Excerpts from a dataset:

impl RaffleService {
    pub fn new(pool: DatabaseConnection) -> Self {
        Self { pool }
    }

    /// Draw a winner for one prize.
    ///
    /// Steps, all inside one transaction:
    /// 1. Load the prize, requiring drawn = false.
    /// 2. Resolve the winner: exact name match on the client hint among active
    ///    participants, then LIKE fallback, then a uniform random pick over
    ///    the active pool as it stands right now.
    /// 3. Flip prize.drawn and participant.active through guarded updates
    ///    (`... WHERE drawn = false` / `... WHERE active = true`, exactly one
    ///    row each) and insert the snapshot win record.
    ///
    /// The guarded updates re-verify both gates at write time, so a concurrent
    /// draw on the same prize or participant makes this one fail and roll
    /// back instead of double-awarding. A prize that was already drawn always
    /// fails fast with no state change.
    pub async fn draw(&self, request: &DrawRequest) -> AppResult<DrawResponse> {
        let txn = self.pool.begin().await?;

        let prize = prizes::Entity::find_by_id(request.prize_id)
            .filter(prizes::Column::Drawn.eq(false))
            .one(&txn)
            .await?
            .ok_or_else(|| {
                AppError::InvalidPrize("Prize does not exist or was already drawn".to_string())
            })?;

        let selected = self
            .select_winner(&txn, request.winner_name.as_deref())
            .await?;

        let update = prizes::Entity::update_many()
            .col_expr(prizes::Column::Drawn, Expr::value(true))
            .filter(prizes::Column::Id.eq(prize.id))
            .filter(prizes::Column::Drawn.eq(false))
            .exec(&txn)
            .await?;
        if update.rows_affected != 1 {
            return Err(AppError::InvalidPrize(
                "Prize was already drawn".to_string(),
            ));
        }

        let update = participants::Entity::update_many()
            .col_expr(participants::Column::Active, Expr::value(false))
            .filter(participants::Column::Id.eq(selected.id))
            .filter(participants::Column::Active.eq(true))
            .exec(&txn)
            .await?;
        if update.rows_affected != 1 {
            return Err(AppError::Conflict(
                "Selected participant is no longer eligible".to_string(),
            ));
        }

        winners::ActiveModel {
            participant_id: Set(selected.id),
            prize_id: Set(prize.id),
            participant_name: Set(selected.name.clone()),
            prize_name: Set(prize.name.clone()),
            prize_image: Set(prize.image.clone()),
            drawn_at: Set(Some(Utc::now())),
            ..Default::default()
        }
        .insert(&txn)
        .await?;

        // answer from the rows the transaction actually wrote
        let winner = participants::Entity::find_by_id(selected.id)
            .one(&txn)
            .await?
            .ok_or_else(|| {
                AppError::InternalError("Winner disappeared during draw".to_string())
            })?;
        let prize = prizes::Entity::find_by_id(prize.id)
            .one(&txn)
            .await?
            .ok_or_else(|| AppError::InternalError("Prize disappeared during draw".to_string()))?;

        txn.commit().await?;

        log::info!("Prize '{}' drawn, winner: '{}'", prize.name, winner.name);

        Ok(DrawResponse {
            winner: winner.into(),
            prize: prize.into(),
        })
    }

    /// Winner history, most recent first
    pub async fn list_winners(&self) -> AppResult<Vec<WinnerResponse>> {
        let list = winners::Entity::find()
            .order_by_desc(winners::Column::DrawnAt)
            .order_by_desc(winners::Column::Id)
            .all(&self.pool)
            .await?;
        Ok(list.into_iter().map(Into::into).collect())
    }

    /// Restore every participant to active, every prize to available, and
    /// drop all win records, as one unit of work. Safe to call repeatedly.
    pub async fn reset(&self) -> AppResult<()> {
        let txn = self.pool.begin().await?;

        participants::Entity::update_many()
            .col_expr(participants::Column::Active, Expr::value(true))
            .exec(&txn)
            .await?;
        prizes::Entity::update_many()
            .col_expr(prizes::Column::Drawn, Expr::value(false))
            .exec(&txn)
            .await?;
        winners::Entity::delete_many().exec(&txn).await?;

        txn.commit().await?;

        log::info!("Raffle reset: all participants active, all prizes available");
        Ok(())
    }

    /// Resolve the winning participant inside the draw transaction.
    ///
    /// The hint is untrusted client input (it comes from a cosmetic animation)
    /// and only ever narrows the choice within the active pool: exact match
    /// first, then `name LIKE %hint%` taking the first row in natural order.
    /// No match, or no hint, means a uniform random pick; an empty pool is a
    /// hard failure.
    async fn select_winner(
        &self,
        txn: &DatabaseTransaction,
        hint: Option<&str>,
    ) -> AppResult<participants::Model> {
        if let Some(hint) = hint {
            let hint = hint.trim();
            if !hint.is_empty() {
                if let Some(found) = participants::Entity::find()
                    .filter(participants::Column::Name.eq(hint))
                    .filter(participants::Column::Active.eq(true))
                    .one(txn)
                    .await?
                {
                    return Ok(found);
                }
                if let Some(found) = participants::Entity::find()
                    .filter(participants::Column::Name.contains(hint))
                    .filter(participants::Column::Active.eq(true))
                    .order_by_asc(participants::Column::Id)
                    .one(txn)
                    .await?
                {
                    return Ok(found);
                }
            }
        }

        let mut eligible = participants::Entity::find()
            .filter(participants::Column::Active.eq(true))
            .order_by_asc(participants::Column::Id)
            .all(txn)
            .await?;
        if eligible.is_empty() {
            return Err(AppError::NoEligibleParticipants);
        }

        // uniform over the current pool, not a precomputed shuffle
        let index = {
            let mut rng = rand::thread_rng();
            rng.gen_range(0..eligible.len())
        };
        Ok(eligible.swap_remove(index))
    }
}
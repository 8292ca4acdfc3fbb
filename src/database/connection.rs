use crate::config::DatabaseConfig;
use crate::error::AppResult;
use sea_orm::{ConnectOptions, Database, DatabaseConnection};

pub async fn create_pool(config: &DatabaseConfig) -> AppResult<DatabaseConnection> {
    let mut options = ConnectOptions::new(config.url.clone());
    options
        .max_connections(config.max_connections)
        .sqlx_logging(false);

    let pool = Database::connect(options).await?;
    Ok(pool)
}

pub async fn run_migrations(pool: &DatabaseConnection) -> AppResult<()> {
    use migration::MigratorTrait;
    migration::Migrator::up(pool, None).await?;
    Ok(())
}
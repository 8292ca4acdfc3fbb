use chrono::{DateTime, Utc};
use sea_orm::entity::prelude::*;
use serde::{Deserialize, Serialize};

/// Prize entity
/// Notes:
/// - image holds an opaque reference path returned by the image store
///   (e.g. /uploads/premio-<uuid>.png); the backend never reads the bytes
/// - drawn = false means still available; flips to true exactly when a win
///   record is created for it
#[derive(Clone, Debug, PartialEq, DeriveEntityModel, Eq, Serialize, Deserialize)]
#[sea_orm(table_name = "prizes")]
pub struct Model {
    #[sea_orm(primary_key)]
    pub id: i64,
    pub name: String,
    pub description: Option<String>,
    /// Reference path to an externally stored image
    pub image: Option<String>,
    /// Already raffled off
    pub drawn: bool,
    pub created_at: Option<DateTime<Utc>>,
}

#[derive(Copy, Clone, Debug, EnumIter, DeriveRelation)]
pub enum Relation {}

impl ActiveModelBehavior for ActiveModel {}
use crate::entities::{prize_entity as prizes, winner_entity as winners};
use crate::error::{AppError, AppResult};
use crate::models::{CreatePrizeRequest, PrizeResponse};
use sea_orm::{
    ActiveModelTrait, ColumnTrait, DatabaseConnection, EntityTrait, QueryFilter, QueryOrder, Set,
    TransactionTrait,
};

#[derive(Clone)]
pub struct PrizeService {
    pool: DatabaseConnection,
}

impl PrizeService {
    pub fn new(pool: DatabaseConnection) -> Self {
        Self { pool }
    }

    /// List every prize, available ones first
    pub async fn list_all(&self) -> AppResult<Vec<PrizeResponse>> {
        let list = prizes::Entity::find()
            .order_by_asc(prizes::Column::Drawn)
            .order_by_asc(prizes::Column::Id)
            .all(&self.pool)
            .await?;
        Ok(list.into_iter().map(Into::into).collect())
    }

    /// List prizes still up for drawing
    pub async fn list_available(&self) -> AppResult<Vec<PrizeResponse>> {
        let list = prizes::Entity::find()
            .filter(prizes::Column::Drawn.eq(false))
            .order_by_asc(prizes::Column::Id)
            .all(&self.pool)
            .await?;
        Ok(list.into_iter().map(Into::into).collect())
    }

    /// Insert a prize. The image field, if present, is the opaque reference
    /// returned by the image store; it is stored as-is.
    pub async fn add(&self, request: CreatePrizeRequest) -> AppResult<PrizeResponse> {
        let name = request.name.trim();
        if name.is_empty() {
            return Err(AppError::ValidationError(
                "Prize name is required".to_string(),
            ));
        }
        let description = request
            .description
            .as_deref()
            .map(str::trim)
            .filter(|d| !d.is_empty())
            .map(str::to_string);

        let model = prizes::ActiveModel {
            name: Set(name.to_string()),
            description: Set(description),
            image: Set(request.image.clone()),
            ..Default::default()
        }
        .insert(&self.pool)
        .await?;

        Ok(model.into())
    }

    /// Delete one prize, its win records first. An unknown id is a silent
    /// no-op.
    pub async fn delete(&self, id: i64) -> AppResult<()> {
        let txn = self.pool.begin().await?;

        winners::Entity::delete_many()
            .filter(winners::Column::PrizeId.eq(id))
            .exec(&txn)
            .await?;
        prizes::Entity::delete_many()
            .filter(prizes::Column::Id.eq(id))
            .exec(&txn)
            .await?;

        txn.commit().await?;
        Ok(())
    }

    /// Delete every prize and every win record
    pub async fn clear(&self) -> AppResult<()> {
        let txn = self.pool.begin().await?;

        winners::Entity::delete_many().exec(&txn).await?;
        prizes::Entity::delete_many().exec(&txn).await?;

        txn.commit().await?;
        Ok(())
    }
}
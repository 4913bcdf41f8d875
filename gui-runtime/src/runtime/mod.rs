//! # Runtime 模块
//!
//! 解释器核心，负责页面组装与交互分派。
//!
//! ## 模块结构
//!
//! - [`engine`]：解释器与事件分派
//! - [`builder`]：组件到宿主控件的转换
//! - [`hooks`]：嵌入方扩展点

pub mod builder;
pub mod engine;
pub mod hooks;

pub use builder::{build_component, widget_spec};
pub use engine::{EventOutcome, Interpreter, OpenRequest};
pub use hooks::{GuiHooks, HookOutcome, NoHooks};
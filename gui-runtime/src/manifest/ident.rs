//! 页面与组件标识符
//!
//! 编辑器导出的 id 通常是整数，手写 manifest 中也常见字符串 id，
//! 两者都原样保留，不做互相转换（`1` 与 `"1"` 是不同的 id）。

use serde::{Deserialize, Serialize};
use std::fmt;
use std::str::FromStr;

/// 整数或字符串标识符
#[derive(Debug, Clone, PartialEq, Eq, Hash, PartialOrd, Ord, Serialize, Deserialize)]
#[serde(untagged)]
pub enum Ident {
    /// 整数 id（编辑器导出）
    Int(i64),
    /// 字符串 id
    Name(String),
}

/// 页面 id
pub type PageId = Ident;

/// 组件 id（仅在所属页面内唯一）
pub type ComponentId = Ident;

impl fmt::Display for Ident {
    fn fmt(&self, f: &mut fmt::Formatter<'_>) -> fmt::Result {
        match self {
            Ident::Int(n) => write!(f, "{}", n),
            Ident::Name(s) => f.write_str(s),
        }
    }
}

impl From<i64> for Ident {
    fn from(n: i64) -> Self {
        Self::Int(n)
    }
}

impl From<&str> for Ident {
    fn from(s: &str) -> Self {
        Self::Name(s.to_string())
    }
}

impl From<String> for Ident {
    fn from(s: String) -> Self {
        Self::Name(s)
    }
}

/// 命令行/宿主事件中的 id：能解析为整数时视为整数
impl FromStr for Ident {
    type Err = std::convert::Infallible;

    fn from_str(s: &str) -> Result<Self, Self::Err> {
        Ok(match s.trim().parse::<i64>() {
            Ok(n) => Self::Int(n),
            Err(_) => Self::Name(s.trim().to_string()),
        })
    }
}
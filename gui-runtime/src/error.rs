//! # Error 模块
//!
//! 定义 gui-runtime 中使用的错误类型。
//!
//! - [`LoadError`]：读取/解析 manifest 或配置文件失败，属于致命错误
//! - [`RuntimeError`]：manifest 与调用方的 page/component id 不匹配，属于逻辑错误
//!
//! 禁用开关被按下、控件不支持悬浮文本等情况不是错误，不在此处建模。

use std::path::PathBuf;

use thiserror::Error;

use crate::manifest::{ComponentId, PageId};

/// 加载错误
#[derive(Error, Debug)]
pub enum LoadError {
    /// 文件无法读取
    #[error("无法读取文件 {}: {source}", .path.display())]
    Io {
        path: PathBuf,
        #[source]
        source: std::io::Error,
    },

    /// JSON 格式错误
    #[error("无法解析 JSON {}: {source}", .path.display())]
    Parse {
        path: PathBuf,
        #[source]
        source: serde_json::Error,
    },
}

/// 运行时错误
#[derive(Error, Debug, Clone, PartialEq)]
pub enum RuntimeError {
    /// manifest 文件存在但为空
    #[error("manifest 文件为空: {path}")]
    EmptyManifest { path: String },

    /// manifest 没有任何页面可供打开
    #[error("manifest '{gui_name}' 不包含任何页面")]
    NoPages { gui_name: String },

    /// manifest 不包含该页面
    #[error("页面 '{page}' 未找到")]
    PageNotFound { page: PageId },

    /// 当前页面不包含该组件
    #[error("页面 '{page}' 中未找到组件 '{component}'")]
    ComponentNotFound {
        page: PageId,
        component: ComponentId,
    },

    /// 严格模式下遇到无法识别的组件类型
    #[error("页面 '{page}' 包含未知组件类型 '{type_name}'")]
    UnknownComponentType { page: PageId, type_name: String },
}

/// gui-runtime 统一错误类型
#[derive(Error, Debug)]
pub enum GuiError {
    /// 加载错误
    #[error("加载错误: {0}")]
    Load(#[from] LoadError),

    /// 运行时错误
    #[error("运行时错误: {0}")]
    Runtime(#[from] RuntimeError),
}

/// Result 类型别名
pub type GuiResult<T> = Result<T, GuiError>;
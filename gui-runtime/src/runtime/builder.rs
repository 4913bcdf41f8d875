//! # Builder 模块
//!
//! 将单个 [`Component`] 转换为宿主控件。
//!
//! ## 职责
//!
//! - [`widget_spec`]：纯函数，计算像素几何与纹理，产出 [`WidgetSpec`]
//! - [`build_component`]：创建控件并完成后处理（初始文本、悬浮文本）
//!
//! 物品槽创建后无法按 id 取回，其悬浮文本必须在创建时通过返回的句柄设置；
//! 其他控件统一在创建后按 id 取回再设置。

use tracing::debug;

use crate::geometry::{PixelRect, item_slot_anchor, label_rect};
use crate::host::{GuiHost, TextureRef, Widget, WidgetSpec};
use crate::manifest::{ButtonComponent, Component, ComponentBase, ComponentId, TexCoord};
use crate::texture::TexturePaths;

/// 计算组件对应的控件描述
pub fn widget_spec(component: &Component, paths: &TexturePaths) -> WidgetSpec {
    match component {
        Component::Button(button) => {
            if button.locked {
                disabled_spec(button, paths)
            } else {
                button_spec(button, button.base.tex, paths)
            }
        }
        Component::ToggleButton(button) => {
            if button.locked {
                disabled_spec(button, paths)
            } else {
                button_spec(button, button.toggle_texture(), paths)
            }
        }
        Component::Label(label) => WidgetSpec::Label {
            id: label.base.id.clone(),
            rect: label_rect(label.base.offset, label.base.size_tiles),
            text: label.base.label.clone().unwrap_or_default(),
        },
        Component::ItemSlot(slot) => WidgetSpec::ItemSlot {
            id: slot.base.id.clone(),
            anchor: item_slot_anchor(slot.base.offset, slot.base.size_tiles),
        },
        Component::TextField(field) => WidgetSpec::TextField {
            id: field.base.id.clone(),
            rect: base_rect(&field.base),
        },
        Component::ScrollList(list) => WidgetSpec::ScrollList {
            id: list.base.id.clone(),
            rect: base_rect(&list.base),
            items: list.items.clone(),
        },
    }
}

/// 创建控件并完成后处理
pub fn build_component(host: &mut dyn GuiHost, component: &Component, paths: &TexturePaths) {
    let spec = widget_spec(component, paths);
    let base = component.base();
    debug!(
        component = %base.id,
        kind = spec.kind().as_str(),
        "构建组件"
    );

    match component {
        Component::ItemSlot(_) => {
            let widget = host.add_widget(spec);
            if let Some(text) = base.hover() {
                apply_hover_text(widget, text);
            }
            // 物品槽没有按 id 的后处理
            return;
        }
        Component::TextField(_) => {
            let widget = host.add_widget(spec);
            if let Some(text) = base.label_text() {
                if let Some(editable) = widget.editable_text() {
                    editable.set_text(text);
                }
            }
        }
        _ => {
            host.add_widget(spec);
        }
    }

    if let Some(text) = base.hover() {
        set_hover_by_id(host, &base.id, text);
    }
}

/// 按 id 取回控件并设置悬浮文本；控件不存在或不支持时静默跳过
pub fn set_hover_by_id(host: &mut dyn GuiHost, id: &ComponentId, text: &str) {
    if let Some(widget) = host.widget_mut(id) {
        apply_hover_text(widget, text);
    }
}

fn apply_hover_text(widget: &mut dyn Widget, text: &str) {
    if let Some(hover) = widget.hover_text() {
        hover.set_hover_text(text);
    }
}

fn base_rect(base: &ComponentBase) -> PixelRect {
    PixelRect::from_tiles(base.offset, base.size_tiles)
}

fn texture_ref(
    base: &ComponentBase,
    tex: Option<TexCoord>,
    paths: &TexturePaths,
) -> Option<TextureRef> {
    let sheet = base.sheet?;
    Some(TextureRef {
        path: paths.sheet(sheet),
        tex: tex.unwrap_or_default(),
    })
}

fn button_spec(
    button: &ButtonComponent,
    tex: Option<TexCoord>,
    paths: &TexturePaths,
) -> WidgetSpec {
    WidgetSpec::Button {
        id: button.base.id.clone(),
        rect: base_rect(&button.base),
        label: button.base.label.clone().unwrap_or_default(),
        texture: texture_ref(&button.base, tex, paths),
    }
}

/// 锁定按钮：不可交互的贴图矩形
fn disabled_spec(button: &ButtonComponent, paths: &TexturePaths) -> WidgetSpec {
    WidgetSpec::TexturedRect {
        id: button.base.id.clone(),
        rect: base_rect(&button.base),
        label: button.base.label.clone().unwrap_or_default(),
        texture: texture_ref(&button.base, button.locked_texture(), paths),
    }
}
//! Manifest 校验
//!
//! 只产生警告，不阻止加载。

use std::collections::HashSet;
use std::fmt;

use super::{ComponentEntry, ComponentId, MANIFEST_VERSION, Manifest, PageId};

/// Manifest 校验警告
#[derive(Debug, Clone, PartialEq)]
pub enum ManifestWarning {
    /// 版本号高于本运行时支持的版本
    UnsupportedVersion { version: u32 },
    /// 网格尺寸不是 16 或 32
    UnusualGridSize { size: u32 },
    /// 没有声明任何皮肤包
    NoSkinPacks,
    /// 没有任何页面
    NoPages,
    /// 页面 id 重复
    DuplicatePage { page: PageId },
    /// 同一页面内组件 id 重复
    DuplicateComponent {
        page: PageId,
        component: ComponentId,
    },
    /// `open_page` 指向不存在的页面
    DanglingOpenPage {
        page: PageId,
        component: ComponentId,
        target: PageId,
    },
    /// `start_page` 指向不存在的页面
    DanglingStartPage { target: PageId },
    /// 无法识别的组件类型
    UnknownComponentType { page: PageId, type_name: String },
}

impl fmt::Display for ManifestWarning {
    fn fmt(&self, f: &mut fmt::Formatter<'_>) -> fmt::Result {
        match self {
            ManifestWarning::UnsupportedVersion { version } => {
                write!(
                    f,
                    "manifest 版本 {} 高于支持的版本 {}",
                    version, MANIFEST_VERSION
                )
            }
            ManifestWarning::UnusualGridSize { size } => {
                write!(f, "网格尺寸 {} 不是 16 或 32", size)
            }
            ManifestWarning::NoSkinPacks => write!(f, "未声明任何皮肤包"),
            ManifestWarning::NoPages => write!(f, "manifest 不包含任何页面"),
            ManifestWarning::DuplicatePage { page } => write!(f, "页面 id '{}' 重复", page),
            ManifestWarning::DuplicateComponent { page, component } => {
                write!(f, "页面 '{}' 中组件 id '{}' 重复", page, component)
            }
            ManifestWarning::DanglingOpenPage {
                page,
                component,
                target,
            } => {
                write!(
                    f,
                    "页面 '{}' 的组件 '{}' 跳转到不存在的页面 '{}'",
                    page, component, target
                )
            }
            ManifestWarning::DanglingStartPage { target } => {
                write!(f, "start_page 指向不存在的页面 '{}'", target)
            }
            ManifestWarning::UnknownComponentType { page, type_name } => {
                write!(f, "页面 '{}' 包含未知组件类型 '{}'", page, type_name)
            }
        }
    }
}

impl Manifest {
    /// 验证 Manifest 内容
    ///
    /// 返回所有警告，顺序与 manifest 中的声明顺序一致。
    pub fn validate(&self) -> Vec<ManifestWarning> {
        let mut warnings = Vec::new();

        if let Some(version) = self.version {
            if version > MANIFEST_VERSION {
                warnings.push(ManifestWarning::UnsupportedVersion { version });
            }
        }

        if self.size != 16 && self.size != 32 {
            warnings.push(ManifestWarning::UnusualGridSize { size: self.size });
        }

        if self.skin_packs.is_empty() {
            warnings.push(ManifestWarning::NoSkinPacks);
        }

        if self.pages.is_empty() {
            warnings.push(ManifestWarning::NoPages);
        }

        if let Some(target) = &self.start_page {
            if self.find_page(target).is_none() {
                warnings.push(ManifestWarning::DanglingStartPage {
                    target: target.clone(),
                });
            }
        }

        let mut seen_pages = HashSet::new();
        for page in &self.pages {
            if !seen_pages.insert(&page.id) {
                warnings.push(ManifestWarning::DuplicatePage {
                    page: page.id.clone(),
                });
            }

            let mut seen_components = HashSet::new();
            for entry in &page.components {
                if let Some(id) = entry.id() {
                    if !seen_components.insert(id) {
                        warnings.push(ManifestWarning::DuplicateComponent {
                            page: page.id.clone(),
                            component: id.clone(),
                        });
                    }
                }

                match entry {
                    ComponentEntry::Known(component) => {
                        let target = component.as_button().and_then(|b| b.open_page.as_ref());
                        if let Some(target) = target {
                            if self.find_page(target).is_none() {
                                warnings.push(ManifestWarning::DanglingOpenPage {
                                    page: page.id.clone(),
                                    component: component.id().clone(),
                                    target: target.clone(),
                                });
                            }
                        }
                    }
                    ComponentEntry::Unknown(unknown) => {
                        warnings.push(ManifestWarning::UnknownComponentType {
                            page: page.id.clone(),
                            type_name: unknown.type_name.clone(),
                        });
                    }
                }
            }
        }

        warnings
    }
}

:: WHAT THE TASK ASKS ::
Every line above that holds the string "NoPages" should be copied into the answer.

:: TASK RESULT ::
    NoPages { gui_name: String },
    NoPages,
            ManifestWarning::NoPages => write!(f, "manifest 不包含任何页面"),
            warnings.push(ManifestWarning::NoPages);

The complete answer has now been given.